(Information provided Opens)
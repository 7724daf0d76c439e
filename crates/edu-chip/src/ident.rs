//! Identification register decoding.
//!
//! The register reads `0xRRrr00ed`: major revision in the top byte, minor
//! revision in the next, and the constant signature `0xed` in the low byte.

/// Signature byte carried in the low 8 bits of the identification register.
pub const SIGNATURE: u8 = 0xED;

/// Value read from a device revision `1.0`.
pub const EDU_1_0: u32 = 0x0100_00ED;

/// Decoded identification register.
#[derive(Debug, Clone, Copy, PartialEq, Eq, Hash)]
pub struct DeviceIdentity {
    /// Major revision.
    pub major: u8,
    /// Minor revision.
    pub minor: u8,
    /// Signature byte (`0xed` on a genuine device).
    pub signature: u8,
}

impl DeviceIdentity {
    /// Decode a raw identification value.
    #[must_use]
    pub const fn from_raw(raw: u32) -> Self {
        let [major, minor, _, signature] = raw.to_be_bytes();
        Self {
            major,
            minor,
            signature,
        }
    }

    /// Whether the signature byte matches.
    #[must_use]
    pub const fn is_genuine(&self) -> bool {
        self.signature == SIGNATURE
    }
}

impl std::fmt::Display for DeviceIdentity {
    fn fmt(&self, f: &mut std::fmt::Formatter<'_>) -> std::fmt::Result {
        write!(f, "edu {}.{}", self.major, self.minor)
    }
}
fn attach_default() -> (Arc<SimulatedEdu>, EduDevice) {
    let config = EduConfig::default();
    let sim = sim_with(SimConfig::default(), config.dma_bits);
    let device = EduDevice::attach(Arc::clone(&sim) as Arc<dyn EduBackend>, &config)
        .expect("attach to simulated device");
    (sim, device)
}

fn slow_factorial() -> SimConfig {
    SimConfig {
        factorial_latency: Duration::from_millis(500),
        ..SimConfig::default()
    }
}

#[test]
fn identify_is_idempotent() {
    let (_sim, device) = attach_default();
    let session = device.open();
    assert_eq!(session.identify().unwrap(), 0x0100_00ED);
    assert_eq!(session.identify().unwrap(), 0x0100_00ED);
    assert_eq!(device.identity().to_string(), "edu 1.0");
    assert_eq!(device.backend_type(), BackendType::Simulated);
}

#[test]
fn liveness_returns_inverse() {
    let (_sim, device) = attach_default();
    let session = device.open();
    for value in [0, 1, 0xDEAD_BEEF, u32::MAX] {
        assert_eq!(session.liveness(value).unwrap(), !value);
    }
}

#[test]
fn factorial_values() {
    let (_sim, device) = attach_default();
    let session = device.open();
    assert_eq!(session.factorial(0).unwrap(), 1);
    assert_eq!(session.factorial(1).unwrap(), 1);
    assert_eq!(session.factorial(5).unwrap(), 120);
    assert_eq!(session.factorial(12).unwrap(), 479_001_600);
    // 13! wraps at 32 bits
    assert_eq!(session.factorial(13).unwrap(), 1_932_053_504);
}

#[test]
fn factorial_register_order() {
    let (recording, device) = attach_recording(SimConfig::default());
    let session = device.open();
    assert_eq!(session.factorial(5).unwrap(), 120);

    let log = recording.protocol_log();
    assert_eq!(log[0], Access::Write(STATUS, status::RAISE_IRQ_ARM));
    assert_eq!(log[1], Access::Write(FACTORIAL, 5));
    assert_eq!(*log.last().unwrap(), Access::Read(FACTORIAL));
    assert!(log[2..log.len() - 1]
        .iter()
        .all(|a| *a == Access::Read(STATUS)));
}

#[test]
fn dma_register_order() {
    let (recording, device) = attach_recording(SimConfig::default());
    let session = device.open();
    let bus = u32::try_from(device.dma_bus_address()).unwrap();

    session.dma_to_device(64).unwrap();
    let log = recording.protocol_log();
    assert_eq!(
        log[..4],
        [
            Access::Write(DMA_SRC, bus),
            Access::Write(DMA_DST, DMA_BUF_DEVICE_OFFSET),
            Access::Write(DMA_XFER, 64),
            Access::Write(DMA_CMD, 0x5),
        ]
    );
    assert!(log[4..].iter().all(|a| *a == Access::Read(DMA_CMD)));

    recording.clear();
    session.dma_from_device(64).unwrap();
    let log = recording.protocol_log();
    assert_eq!(
        log[..4],
        [
            Access::Write(DMA_SRC, DMA_BUF_DEVICE_OFFSET),
            Access::Write(DMA_DST, bus),
            Access::Write(DMA_XFER, 64),
            Access::Write(
                DMA_CMD,
                dma_cmd::START_XFER | dma_cmd::DEVICE_TO_RAM | dma_cmd::RAISE_IRQ
            ),
        ]
    );
}

#[test]
fn dma_length_boundaries() {
    let (recording, device) = attach_recording(SimConfig::default());
    let session = device.open();

    assert!(matches!(
        session.dma_to_device(0),
        Err(EduError::InvalidArgument { .. })
    ));
    assert!(matches!(
        session.dma_from_device(4097),
        Err(EduError::InvalidArgument { .. })
    ));
    // Rejected before any register is touched
    assert!(recording.protocol_log().is_empty());

    session.dma_to_device(4096).unwrap();
    session.dma_from_device(1).unwrap();
}

#[test]
fn dma_round_trip() {
    let (sim, device) = attach_default();
    let session = device.open();
    let view = session.map_buffer(0, 4096).unwrap();

    let pattern: Vec<u8> = (0..4096u32).map(|i| (i * 7 % 251) as u8).collect();
    view.write(0, &pattern).unwrap();
    session.dma_to_device(4096).unwrap();
    assert_eq!(sim.device_window(), pattern);

    view.fill(0);
    session.dma_from_device(4096).unwrap();
    assert_eq!(view.to_vec(), pattern);
}

#[test]
fn dma_completion_interrupt_captured() {
    let (_sim, device) = attach_default();
    let session = device.open();
    let armed = session.arm_event_wait().unwrap();
    session.dma_to_device(16).unwrap();
    assert_eq!(armed.wait().unwrap(), regs::irq::DMA);
}

#[test]
fn cancelled_factorial_never_reads_result() {
    let (recording, device) = attach_recording(slow_factorial());
    let session = device.open();
    let canceller = session.canceller();

    let worker = thread::spawn(move || {
        let result = session.factorial(6);
        (session, result)
    });
    thread::sleep(Duration::from_millis(50));
    canceller.cancel();
    let (session, result) = worker.join().unwrap();

    assert!(matches!(result, Err(EduError::Cancelled)));
    assert_eq!(EduError::Cancelled.errno(), 512);
    assert!(!recording.protocol_log().contains(&Access::Read(FACTORIAL)));

    // The next factorial waits out the abandoned one before programming the unit.
    assert_eq!(session.factorial(5).unwrap(), 120);
    let log = recording.protocol_log();
    let first_write = log
        .iter()
        .position(|a| matches!(a, Access::Write(FACTORIAL, 5)))
        .unwrap();
    assert!(log[..first_write].contains(&Access::Read(STATUS)));
}

#[test]
fn cancel_releases_session_queued_behind_another() {
    let (recording, device) = attach_recording(SimConfig {
        factorial_latency: Duration::from_millis(1500),
        ..SimConfig::default()
    });
    let holder = device.open();
    let running = thread::spawn(move || holder.factorial(5));
    thread::sleep(Duration::from_millis(50));

    let queued = device.open();
    let canceller = queued.canceller();
    let waiter = thread::spawn(move || {
        let started = Instant::now();
        let result = queued.factorial(7);
        (result, started.elapsed())
    });
    thread::sleep(Duration::from_millis(50));
    canceller.cancel();

    let (result, elapsed) = waiter.join().unwrap();
    assert!(matches!(result, Err(EduError::Cancelled)));
    assert!(elapsed < Duration::from_millis(700), "queued caller held for {elapsed:?}");

    assert_eq!(running.join().unwrap().unwrap(), 120);
    // The cancelled caller never programmed the unit.
    assert!(!recording
        .protocol_log()
        .contains(&Access::Write(FACTORIAL, 7)));
}

#[test]
fn pending_cancel_issues_no_registers() {
    let (recording, device) = attach_recording(SimConfig::default());
    let session = device.open();
    session.canceller().cancel();

    assert!(matches!(session.dma_to_device(64), Err(EduError::Cancelled)));
    assert!(recording.protocol_log().is_empty());
    session.dma_to_device(64).unwrap();
}

#[test]
fn cancelled_dma_is_settled_before_next_transfer() {
    let (recording, device) = attach_recording(SimConfig {
        dma_latency: Duration::from_millis(400),
        ..SimConfig::default()
    });
    let session = device.open();
    let view = session.map_buffer(0, 256).unwrap();
    let first: Vec<u8> = (0..=255u8).collect();
    let second = vec![0xA5u8; 256];

    view.write(0, &first).unwrap();
    session.dma_to_device(256).unwrap();
    view.write(0, &second).unwrap();

    let canceller = session.canceller();
    let worker = thread::spawn(move || {
        let result = session.dma_from_device(16);
        (session, result)
    });
    thread::sleep(Duration::from_millis(50));
    canceller.cancel();
    let (session, result) = worker.join().unwrap();
    assert!(matches!(result, Err(EduError::Cancelled)));
    recording.clear();

    // The abandoned 16-byte read-back lands first, then the whole buffer goes out.
    session.dma_to_device(256).unwrap();
    let mut expected = first[..16].to_vec();
    expected.extend_from_slice(&second[16..]);
    assert_eq!(view.to_vec(), expected);
    assert_eq!(recording.sim.device_window()[..256], expected[..]);

    let log = recording.protocol_log();
    let src = log
        .iter()
        .position(|a| matches!(a, Access::Write(DMA_SRC, _)))
        .unwrap();
    assert!(log[..src].contains(&Access::Read(DMA_CMD)));
}

#[test]
fn concurrent_factorials_do_not_interleave() {
    let (recording, device) = attach_recording(SimConfig::default());
    let device = Arc::new(device);

    let workers: Vec<_> = [(5u32, 120u32), (7, 5040)]
        .into_iter()
        .map(|(n, expected)| {
            let device = Arc::clone(&device);
            thread::spawn(move || {
                let session = device.open();
                for _ in 0..20 {
                    assert_eq!(session.factorial(n).unwrap(), expected);
                }
            })
        })
        .collect();
    for w in workers {
        w.join().unwrap();
    }

    // Each FACTORIAL write is followed by its own result read before the next write.
    let log = recording.protocol_log();
    let mut pending = false;
    for access in log {
        match access {
            Access::Write(FACTORIAL, _) => {
                assert!(!pending, "factorial sequences interleaved");
                pending = true;
            }
            Access::Read(FACTORIAL) => pending = false,
            _ => {}
        }
    }
}

#[test]
fn raise_irq_wakes_armed_waiter() {
    let (sim, device) = attach_default();
    let session = device.open();

    let armed = session.arm_event_wait().unwrap();
    session.raise_irq(0x8000).unwrap();
    assert_eq!(armed.wait().unwrap(), 0x8000);

    // Acknowledged by the interrupt path
    thread::sleep(Duration::from_millis(20));
    assert_eq!(sim.read32(IRQ_STATUS).unwrap(), 0);
}

#[test]
fn wait_for_any_event_from_other_session() {
    let (_sim, device) = attach_default();
    let device = Arc::new(device);
    let waiter = {
        let device = Arc::clone(&device);
        thread::spawn(move || device.open().wait_for_any_event())
    };
    thread::sleep(Duration::from_millis(50));
    device.open().raise_irq(0x42).unwrap();
    assert_eq!(waiter.join().unwrap().unwrap(), 0x42);
}

#[test]
fn cancel_interrupts_event_wait() {
    let (_sim, device) = attach_default();
    let session = device.open();
    let canceller = session.canceller();
    let waiter = thread::spawn(move || session.wait_for_any_event());
    thread::sleep(Duration::from_millis(30));
    canceller.cancel();
    assert!(matches!(waiter.join().unwrap(), Err(EduError::Cancelled)));
}

#[test]
fn cancel_is_per_session() {
    let (_sim, device) = attach_default();
    let a = device.open();
    let b = device.open();
    a.canceller().cancel();
    assert_eq!(b.factorial(4).unwrap(), 24);
    assert!(matches!(a.wait_for_any_event(), Err(EduError::Cancelled)));
}

#[test]
fn buffer_above_32_bits_is_not_programmable() {
    let config = EduConfig {
        dma_bits: 40,
        ..EduConfig::default()
    };
    let sim = sim_with(
        SimConfig {
            bus_base: 0x1_0000_0000,
            ..SimConfig::default()
        },
        config.dma_bits,
    );
    let device = EduDevice::attach(sim as Arc<dyn EduBackend>, &config).unwrap();
    let session = device.open();

    let err = session.dma_to_device(16).unwrap_err();
    assert!(matches!(
        err,
        EduError::AddressNotSupported {
            bus_address: 0x1_0000_0000,
            bits: 32
        }
    ));
    assert_eq!(err.errno(), libc::EOPNOTSUPP);
    // Non-DMA operations still work
    assert_eq!(session.factorial(3).unwrap(), 6);
}

#[test]
fn attach_rejects_buffer_beyond_device_mask() {
    let config = EduConfig::default();
    let sim = sim_with(
        SimConfig {
            bus_base: 0x1000_0000,
            ..SimConfig::default()
        },
        config.dma_bits,
    );
    let err = EduDevice::attach(sim as Arc<dyn EduBackend>, &config).unwrap_err();
    assert!(matches!(err, EduError::AddressNotSupported { bits: 28, .. }));
}
//! Attachment and simulator configuration
//!
//! Defaults describe a stock edu device behind VFIO. Deployments override
//! individual fields through the environment (`EDU_DMA_BITS`, `EDU_DMA_CAPACITY`,
//! `EDU_MSI`, `EDU_IOVA_BASE`) or by building the struct directly.

use crate::error::{EduError, Result};
use edu_chip::regs::{DEFAULT_DMA_BITS, DMA_BUF_SIZE};
use std::time::Duration;

/// How the device signals interrupts to the host
#[derive(Debug, Clone, Copy, PartialEq, Eq, Default)]
pub enum IrqMode {
    /// Legacy level-triggered INTx, re-armed by an unmask after each delivery
    #[default]
    Intx,
    /// Message-signalled interrupt
    Msi,
}

impl std::fmt::Display for IrqMode {
    fn fmt(&self, f: &mut std::fmt::Formatter<'_>) -> std::fmt::Result {
        match self {
            Self::Intx => write!(f, "INTx"),
            Self::Msi => write!(f, "MSI"),
        }
    }
}

/// Attachment configuration
#[derive(Debug, Clone, PartialEq, Eq)]
pub struct EduConfig {
    /// Addressable width of the device's DMA engine
    pub dma_bits: u8,

    /// Capacity of the shared DMA buffer in bytes
    pub dma_capacity: usize,

    /// Interrupt delivery mode
    pub irq_mode: IrqMode,

    /// Bus address the VFIO backend maps the DMA buffer at
    pub iova_base: u64,
}

impl Default for EduConfig {
    fn default() -> Self {
        Self {
            dma_bits: DEFAULT_DMA_BITS,
            dma_capacity: DMA_BUF_SIZE,
            irq_mode: IrqMode::Intx,
            iova_base: 0x0010_0000,
        }
    }
}

fn parse_u64(name: &str, raw: &str) -> Result<u64> {
    let raw = raw.trim();
    let parsed = match raw.strip_prefix("0x").or_else(|| raw.strip_prefix("0X")) {
        Some(hex) => u64::from_str_radix(hex, 16),
        None => raw.parse(),
    };
    parsed.map_err(|e| EduError::invalid_argument(format!("{name}={raw}: {e}")))
}

fn parse_flag(name: &str, raw: &str) -> Result<bool> {
    match raw.trim().to_ascii_lowercase().as_str() {
        "1" | "true" | "yes" | "on" => Ok(true),
        "0" | "false" | "no" | "off" | "" => Ok(false),
        other => Err(EduError::invalid_argument(format!("{name}={other}: expected a boolean"))),
    }
}

impl EduConfig {
    /// Defaults overlaid with `EDU_*` environment variables.
    ///
    /// # Errors
    ///
    /// Returns `InvalidArgument` if a variable is malformed or out of range.
    pub fn from_env() -> Result<Self> {
        Self::from_lookup(|name| std::env::var(name).ok())
    }

    /// Defaults overlaid with values from `lookup`.
    ///
    /// # Errors
    ///
    /// Returns `InvalidArgument` if a value is malformed or out of range.
    pub fn from_lookup(lookup: impl Fn(&str) -> Option<String>) -> Result<Self> {
        let mut config = Self::default();

        if let Some(raw) = lookup("EDU_DMA_BITS") {
            let bits = parse_u64("EDU_DMA_BITS", &raw)?;
            config.dma_bits = u8::try_from(bits)
                .map_err(|_| EduError::invalid_argument(format!("EDU_DMA_BITS={bits} out of range")))?;
        }
        if let Some(raw) = lookup("EDU_DMA_CAPACITY") {
            let capacity = parse_u64("EDU_DMA_CAPACITY", &raw)?;
            config.dma_capacity = usize::try_from(capacity).map_err(|_| {
                EduError::invalid_argument(format!("EDU_DMA_CAPACITY={capacity} out of range"))
            })?;
        }
        if let Some(raw) = lookup("EDU_MSI") {
            if parse_flag("EDU_MSI", &raw)? {
                config.irq_mode = IrqMode::Msi;
            }
        }
        if let Some(raw) = lookup("EDU_IOVA_BASE") {
            config.iova_base = parse_u64("EDU_IOVA_BASE", &raw)?;
        }

        config.validate()?;
        Ok(config)
    }

    /// Check every field is within what the device supports.
    ///
    /// # Errors
    ///
    /// Returns `InvalidArgument` naming the first offending field.
    pub fn validate(&self) -> Result<()> {
        if !(1..=64).contains(&self.dma_bits) {
            return Err(EduError::invalid_argument(format!(
                "dma_bits must be 1..=64, got {}",
                self.dma_bits
            )));
        }
        if !(1..=DMA_BUF_SIZE).contains(&self.dma_capacity) {
            return Err(EduError::invalid_argument(format!(
                "dma_capacity must be 1..={DMA_BUF_SIZE}, got {}",
                self.dma_capacity
            )));
        }
        if self.iova_base % 4096 != 0 {
            return Err(EduError::invalid_argument(format!(
                "iova_base {:#x} is not page aligned",
                self.iova_base
            )));
        }
        Ok(())
    }
}

/// Behaviour knobs for the simulated device
#[derive(Debug, Clone, PartialEq, Eq)]
pub struct SimConfig {
    /// Time the factorial unit stays busy per computation
    pub factorial_latency: Duration,

    /// Time a DMA transfer takes to complete
    pub dma_latency: Duration,

    /// Total bytes of DMA memory the host will hand out (`None` = unlimited)
    pub memory_limit: Option<usize>,

    /// Bus address of the first allocation
    pub bus_base: u64,
}

impl Default for SimConfig {
    fn default() -> Self {
        Self {
            factorial_latency: Duration::from_millis(1),
            dma_latency: Duration::from_millis(1),
            memory_limit: None,
            bus_base: 0x0010_0000,
        }
    }
}

#[cfg(test)]
mod tests {
    use super::*;
    use std::collections::HashMap;

    fn lookup(vars: &[(&str, &str)]) -> impl Fn(&str) -> Option<String> {
        let map: HashMap<String, String> = vars
            .iter()
            .map(|(k, v)| ((*k).to_string(), (*v).to_string()))
            .collect();
        move |name| map.get(name).cloned()
    }

    #[test]
    fn defaults_match_device() {
        let config = EduConfig::default();
        assert_eq!(config.dma_bits, 28);
        assert_eq!(config.dma_capacity, 4096);
        assert_eq!(config.irq_mode, IrqMode::Intx);
        config.validate().unwrap();
    }

    #[test]
    fn env_overrides() {
        let config = EduConfig::from_lookup(lookup(&[
            ("EDU_DMA_BITS", "32"),
            ("EDU_DMA_CAPACITY", "1024"),
            ("EDU_MSI", "yes"),
            ("EDU_IOVA_BASE", "0x200000"),
        ]))
        .unwrap();
        assert_eq!(config.dma_bits, 32);
        assert_eq!(config.dma_capacity, 1024);
        assert_eq!(config.irq_mode, IrqMode::Msi);
        assert_eq!(config.iova_base, 0x20_0000);
    }

    #[test]
    fn rejects_out_of_range() {
        assert!(EduConfig::from_lookup(lookup(&[("EDU_DMA_BITS", "0")])).is_err());
        assert!(EduConfig::from_lookup(lookup(&[("EDU_DMA_BITS", "65")])).is_err());
        assert!(EduConfig::from_lookup(lookup(&[("EDU_DMA_BITS", "300")])).is_err());
        assert!(EduConfig::from_lookup(lookup(&[("EDU_DMA_CAPACITY", "8192")])).is_err());
        assert!(EduConfig::from_lookup(lookup(&[("EDU_MSI", "maybe")])).is_err());
        assert!(EduConfig::from_lookup(lookup(&[("EDU_IOVA_BASE", "0x1001")])).is_err());
    }
}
(Information provided Closes)
• [Exercise prompt]:
Retrieve all lines from the data that contain the string "impl".

• [Solution below]:
impl DeviceIdentity {
impl std::fmt::Display for DeviceIdentity {
impl std::fmt::Display for IrqMode {
impl Default for EduConfig {
impl EduConfig {
    pub fn from_lookup(lookup: impl Fn(&str) -> Option<String>) -> Result<Self> {
impl Default for SimConfig {
    fn lookup(vars: &[(&str, &str)]) -> impl Fn(&str) -> Option<String> {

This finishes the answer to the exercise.